Every now and then, a comic appears that changes the cultural landscape of the medium. While most readers who stick to the genres most prevalent in the form – superheroes and sci-fi – may not have come across them, their influence is far reaching. Love and Rockets is one such title; relatively underground in comparison to most, but amazingly well respected by the people who create comics.
Locas is a collection of many of the stories that Jaime Hernandez, one of the brothers that created Love and Rockets, originally published in the comic. At over 700 pages and bound in a beautiful hardback edition, it’s a marvellous introduction to the stories for those who haven’t yet sampled it, and a perfect collection for those who are already fans.
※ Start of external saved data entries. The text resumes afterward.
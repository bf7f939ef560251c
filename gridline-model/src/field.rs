use serde::{Deserialize, Serialize};
use serde_json::Value;

/// One option of a `select` field.
#[derive(Debug, Clone, PartialEq, Serialize, Deserialize)]
pub struct SelectOption {
    pub value: String,
    pub label: String,
}

impl SelectOption {
    pub fn new(value: impl Into<String>, label: impl Into<String>) -> Self {
        Self {
            value: value.into(),
            label: label.into(),
        }
    }
}

/// A typed column descriptor.
///
/// `key` is the stable identifier into row objects; `label` is what
/// renderers display. Constraint fields are only meaningful for the
/// matching [`FieldType`] (`options` for select, `min`/`max` for number,
/// `max_length` for string/text) and are ignored otherwise.
#[derive(Debug, Clone, Serialize, Deserialize)]
pub struct Field {
    pub key: String,
    #[serde(default)]
    pub label: String,
    #[serde(rename = "type")]
    pub field_type: FieldType,
    #[serde(default)]
    pub required: bool,
    /// Whether the field can be changed in an edit session. Defaults to true.
    #[serde(default = "default_editable")]
    pub editable: bool,
    #[serde(default)]
    pub hidden: bool,
    #[serde(default, skip_serializing_if = "Vec::is_empty")]
    pub options: Vec<SelectOption>,
    #[serde(default, skip_serializing_if = "Option::is_none")]
    pub min: Option<f64>,
    #[serde(default, skip_serializing_if = "Option::is_none")]
    pub max: Option<f64>,
    #[serde(default, skip_serializing_if = "Option::is_none", rename = "maxLength")]
    pub max_length: Option<usize>,
    #[serde(default, skip_serializing_if = "Option::is_none", rename = "defaultValue")]
    pub default_value: Option<Value>,
    /// Optional help text, rendered as a header tooltip.
    #[serde(default, skip_serializing_if = "Option::is_none")]
    pub description: Option<String>,
}

fn default_editable() -> bool {
    true
}

impl Field {
    fn simple(key: &str, label: &str, field_type: FieldType) -> Self {
        Self {
            key: key.into(),
            label: label.into(),
            field_type,
            required: false,
            editable: true,
            hidden: false,
            options: Vec::new(),
            min: None,
            max: None,
            max_length: None,
            default_value: None,
            description: None,
        }
    }

    /// Shorthand for a single-line string field.
    pub fn string(key: &str, label: &str) -> Self {
        Self::simple(key, label, FieldType::String)
    }

    /// Shorthand for a numeric field.
    pub fn number(key: &str, label: &str) -> Self {
        Self::simple(key, label, FieldType::Number)
    }

    /// Shorthand for a boolean field.
    pub fn boolean(key: &str, label: &str) -> Self {
        Self::simple(key, label, FieldType::Boolean)
    }

    /// Shorthand for a date field (ISO-8601 string values).
    pub fn date(key: &str, label: &str) -> Self {
        Self::simple(key, label, FieldType::Date)
    }

    /// Shorthand for a select field with fixed options.
    pub fn select(key: &str, label: &str, options: Vec<SelectOption>) -> Self {
        Self {
            options,
            ..Self::simple(key, label, FieldType::Select)
        }
    }

    /// Shorthand for a multi-line text field.
    pub fn text(key: &str, label: &str) -> Self {
        Self::simple(key, label, FieldType::Text)
    }

    /// Marks the field as required.
    #[must_use]
    pub fn required(mut self) -> Self {
        self.required = true;
        self
    }

    /// Marks the field as read-only in edit sessions.
    #[must_use]
    pub fn read_only(mut self) -> Self {
        self.editable = false;
        self
    }

    /// Hides the field from renderers (it still exists on rows).
    #[must_use]
    pub fn hidden(mut self) -> Self {
        self.hidden = true;
        self
    }

    /// Sets the value new rows start with.
    #[must_use]
    pub fn with_default(mut self, value: Value) -> Self {
        self.default_value = Some(value);
        self
    }

    /// The display label, falling back to the key when the remote
    /// descriptor carries none.
    pub fn display_label(&self) -> &str {
        if self.label.is_empty() {
            &self.key
        } else {
            &self.label
        }
    }

    /// Returns the label of a select option by its value, if any.
    pub fn option_label(&self, value: &str) -> Option<&str> {
        self.options
            .iter()
            .find(|o| o.value == value)
            .map(|o| o.label.as_str())
    }
}

/// The data type of a column.
#[derive(Debug, Clone, Copy, PartialEq, Eq, Serialize, Deserialize)]
#[serde(rename_all = "snake_case")]
pub enum FieldType {
    String,
    Number,
    Boolean,
    Date,
    Select,
    Text,
}
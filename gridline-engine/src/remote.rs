//! The remote collection endpoint.
//!
//! [`RemoteStore`] abstracts the five-endpoint HTTP contract so the
//! engine can be driven against any backend; [`HttpRemote`] is the
//! reqwest-backed implementation. All failures are converted to
//! [`EngineError`] at this boundary; nothing propagates uncaught.

use crate::config::TableConfig;
use crate::error::{EngineError, EngineResult};
use async_trait::async_trait;
use gridline_model::{Row, Schema};
use serde_json::Value;
use std::time::Duration;
use tracing::debug;

/// An abstract remote row collection.
#[async_trait]
pub trait RemoteStore: Send + Sync {
    /// Fetches the column schema.
    async fn fetch_schema(&self) -> EngineResult<Schema>;

    /// Fetches all rows.
    async fn fetch_rows(&self) -> EngineResult<Vec<Row>>;

    /// Creates a row (submitted without an id) and returns the created
    /// row carrying its server-assigned id.
    async fn create(&self, row: &Row) -> EngineResult<Row>;

    /// Replaces the row with the given id and returns the updated row.
    async fn update(&self, id: &Value, row: &Row) -> EngineResult<Row>;

    /// Deletes the row with the given id.
    async fn delete(&self, id: &Value) -> EngineResult<()>;
}

/// HTTP implementation of [`RemoteStore`] against
/// `{base_url}{endpoint}` URLs, with `/{id}` appended for update and
/// delete.
pub struct HttpRemote {
    client: reqwest::Client,
    base_url: String,
    list_endpoint: String,
    create_endpoint: String,
    update_endpoint: String,
    delete_endpoint: String,
    schema_endpoint: String,
}

impl HttpRemote {
    /// Creates a remote from the engine configuration.
    pub fn new(config: &TableConfig) -> Self {
        let client = reqwest::Client::builder()
            .timeout(Duration::from_secs(60))
            .build()
            .expect("failed to create HTTP client");
        Self {
            client,
            base_url: config.base_url.clone(),
            list_endpoint: config.list_endpoint.clone(),
            create_endpoint: config.create_endpoint.clone(),
            update_endpoint: config.update_endpoint.clone(),
            delete_endpoint: config.delete_endpoint.clone(),
            schema_endpoint: config.schema_endpoint.clone(),
        }
    }

    fn url(&self, endpoint: &str) -> String {
        format!("{}{}", self.base_url, endpoint)
    }

    fn url_with_id(&self, endpoint: &str, id: &Value) -> String {
        format!("{}{}/{}", self.base_url, endpoint, id_segment(id))
    }
}

// A string id goes into the path verbatim; any other value uses its JSON
// text form.
fn id_segment(id: &Value) -> String {
    match id {
        Value::String(s) => s.clone(),
        other => other.to_string(),
    }
}

#[async_trait]
impl RemoteStore for HttpRemote {
    async fn fetch_schema(&self) -> EngineResult<Schema> {
        let url = self.url(&self.schema_endpoint);
        debug!("Fetching schema from {url}");
        let response = self
            .client
            .get(&url)
            .send()
            .await
            .map_err(|e| EngineError::RemoteRead(format!("schema fetch failed: {e}")))?;
        if !response.status().is_success() {
            return Err(EngineError::RemoteRead(format!(
                "schema fetch failed: HTTP {}",
                response.status()
            )));
        }
        response
            .json()
            .await
            .map_err(|e| EngineError::RemoteRead(format!("failed to parse schema: {e}")))
    }

    async fn fetch_rows(&self) -> EngineResult<Vec<Row>> {
        let url = self.url(&self.list_endpoint);
        debug!("Fetching rows from {url}");
        let response = self
            .client
            .get(&url)
            .send()
            .await
            .map_err(|e| EngineError::RemoteRead(format!("row fetch failed: {e}")))?;
        if !response.status().is_success() {
            return Err(EngineError::RemoteRead(format!(
                "row fetch failed: HTTP {}",
                response.status()
            )));
        }
        response
            .json()
            .await
            .map_err(|e| EngineError::RemoteRead(format!("failed to parse rows: {e}")))
    }

    async fn create(&self, row: &Row) -> EngineResult<Row> {
        let response = self
            .client
            .post(self.url(&self.create_endpoint))
            .json(row)
            .send()
            .await
            .map_err(|e| EngineError::RemoteWrite(format!("create failed: {e}")))?;
        if !response.status().is_success() {
            return Err(EngineError::RemoteWrite(format!(
                "create failed: HTTP {}",
                response.status()
            )));
        }
        response
            .json()
            .await
            .map_err(|e| EngineError::RemoteWrite(format!("failed to parse created row: {e}")))
    }

    async fn update(&self, id: &Value, row: &Row) -> EngineResult<Row> {
        let response = self
            .client
            .put(self.url_with_id(&self.update_endpoint, id))
            .json(row)
            .send()
            .await
            .map_err(|e| EngineError::RemoteWrite(format!("update failed: {e}")))?;
        if !response.status().is_success() {
            return Err(EngineError::RemoteWrite(format!(
                "update failed: HTTP {}",
                response.status()
            )));
        }
        response
            .json()
            .await
            .map_err(|e| EngineError::RemoteWrite(format!("failed to parse updated row: {e}")))
    }

    async fn delete(&self, id: &Value) -> EngineResult<()> {
        let response = self
            .client
            .delete(self.url_with_id(&self.delete_endpoint, id))
            .send()
            .await
            .map_err(|e| EngineError::RemoteWrite(format!("delete failed: {e}")))?;
        if !response.status().is_success() {
            return Err(EngineError::RemoteWrite(format!(
                "delete failed: HTTP {}",
                response.status()
            )));
        }
        Ok(())
    }
}

/// A mock remote for testing.
pub mod mock {
    use super::*;
    use std::sync::Mutex;
    use std::sync::atomic::{AtomicBool, AtomicI64, AtomicUsize, Ordering};

    /// An in-memory [`RemoteStore`] with switchable failure modes and
    /// call counters.
    #[derive(Debug, Default)]
    pub struct MockRemote {
        schema: Mutex<Schema>,
        rows: Mutex<Vec<Row>>,
        next_id: AtomicI64,
        fail_reads: AtomicBool,
        fail_writes: AtomicBool,
        create_calls: AtomicUsize,
        update_calls: AtomicUsize,
        delete_calls: AtomicUsize,
    }

    impl MockRemote {
        /// Creates a mock serving the given schema and rows.
        pub fn new(schema: Schema, rows: Vec<Row>) -> Self {
            Self {
                schema: Mutex::new(schema),
                rows: Mutex::new(rows),
                next_id: AtomicI64::new(1000),
                ..Default::default()
            }
        }

        /// Makes every read operation fail.
        pub fn fail_reads(&self, fail: bool) {
            self.fail_reads.store(fail, Ordering::SeqCst);
        }

        /// Makes every write operation fail.
        pub fn fail_writes(&self, fail: bool) {
            self.fail_writes.store(fail, Ordering::SeqCst);
        }

        /// Number of create calls observed.
        pub fn create_calls(&self) -> usize {
            self.create_calls.load(Ordering::SeqCst)
        }

        /// Number of update calls observed.
        pub fn update_calls(&self) -> usize {
            self.update_calls.load(Ordering::SeqCst)
        }

        /// Number of delete calls observed.
        pub fn delete_calls(&self) -> usize {
            self.delete_calls.load(Ordering::SeqCst)
        }

        /// The rows currently held by the mock.
        pub fn rows(&self) -> Vec<Row> {
            self.rows.lock().unwrap().clone()
        }
    }

    #[async_trait]
    impl RemoteStore for MockRemote {
        async fn fetch_schema(&self) -> EngineResult<Schema> {
            if self.fail_reads.load(Ordering::SeqCst) {
                return Err(EngineError::RemoteRead("schema fetch failed".into()));
            }
            Ok(self.schema.lock().unwrap().clone())
        }

        async fn fetch_rows(&self) -> EngineResult<Vec<Row>> {
            if self.fail_reads.load(Ordering::SeqCst) {
                return Err(EngineError::RemoteRead("row fetch failed".into()));
            }
            Ok(self.rows.lock().unwrap().clone())
        }

        async fn create(&self, row: &Row) -> EngineResult<Row> {
            self.create_calls.fetch_add(1, Ordering::SeqCst);
            if self.fail_writes.load(Ordering::SeqCst) {
                return Err(EngineError::RemoteWrite("create failed".into()));
            }
            let mut created = row.clone();
            let id = self.next_id.fetch_add(1, Ordering::SeqCst);
            created.set("id", Value::from(id));
            self.rows.lock().unwrap().push(created.clone());
            Ok(created)
        }

        async fn update(&self, id: &Value, row: &Row) -> EngineResult<Row> {
            self.update_calls.fetch_add(1, Ordering::SeqCst);
            if self.fail_writes.load(Ordering::SeqCst) {
                return Err(EngineError::RemoteWrite("update failed".into()));
            }
            let mut rows = self.rows.lock().unwrap();
            match rows.iter_mut().find(|r| r.id() == Some(id)) {
                Some(stored) => {
                    *stored = row.clone();
                    Ok(row.clone())
                }
                None => Err(EngineError::RemoteWrite(format!("no row with id {id}"))),
            }
        }

        async fn delete(&self, id: &Value) -> EngineResult<()> {
            self.delete_calls.fetch_add(1, Ordering::SeqCst);
            if self.fail_writes.load(Ordering::SeqCst) {
                return Err(EngineError::RemoteWrite("delete failed".into()));
            }
            self.rows.lock().unwrap().retain(|r| r.id() != Some(id));
            Ok(())
        }
    }
}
If you want the unabridged version, this is available too – the first volume (of three) is Maggie the Mechanic.
Locas follows the life of Margaret (Maggie) Chascarrillo and her friend (and sometimes lover) Hopey, from their early teens through to young adulthood. Maggie starts the book as a mechanic, travelling deep into the jungle with her team to retrieve a crashed space rocket. But don’t let the sci-fi angle fool you – after the first hundred pages or so it’s relegated to the side-lines, so we can focus on Maggie’s life and relationships in full. The following 600 hundred pages or so focus on the friendships and love affairs conducted in and around the south Californian town where the characters grew up, interweaving the key players’ lives with all the complexity, joy and heart-ache of real life.
Hernandez is responsible for both writing and drawing throughout, creating a coherent world (at least after the space ships depart) that’s fascinating and believable. With his economical lines, Hernandez renders a stunning array of interesting characters that will keep you wanting more, creating a collection of friends with such unique, strong personalities you’d swear you actually knew them. The plot helps, with a similar economy of story that seems to allow things to happen to Maggie and Hopey in the chaotic manner of real life, without resorting to extremes or leaving the reader with a sense that nothing really happens. The dialogue has the ring and rhythm of natural speech, crowning the feeling that the characters could easily be out there somewhere, living their lives, with Hernandez doing little more than listening, watching and transcribing their world into comic books.
Like all the best culture, Locas speaks directly to the reader, saying what it needs to say and documenting the life and times of its characters without preaching or moralising. The book radiates warmth, like meeting an old friend for a drink and a catch-up. There’s escapism and entertainment to be had for all readers in the pages of Locas, but if you’re somewhere between your late teens and your thirties, like music that’s played live by people with guitars and drums, and appreciate both the joy and the sadness that can be found in life, you’d be doing yourself a disservice by ignoring this.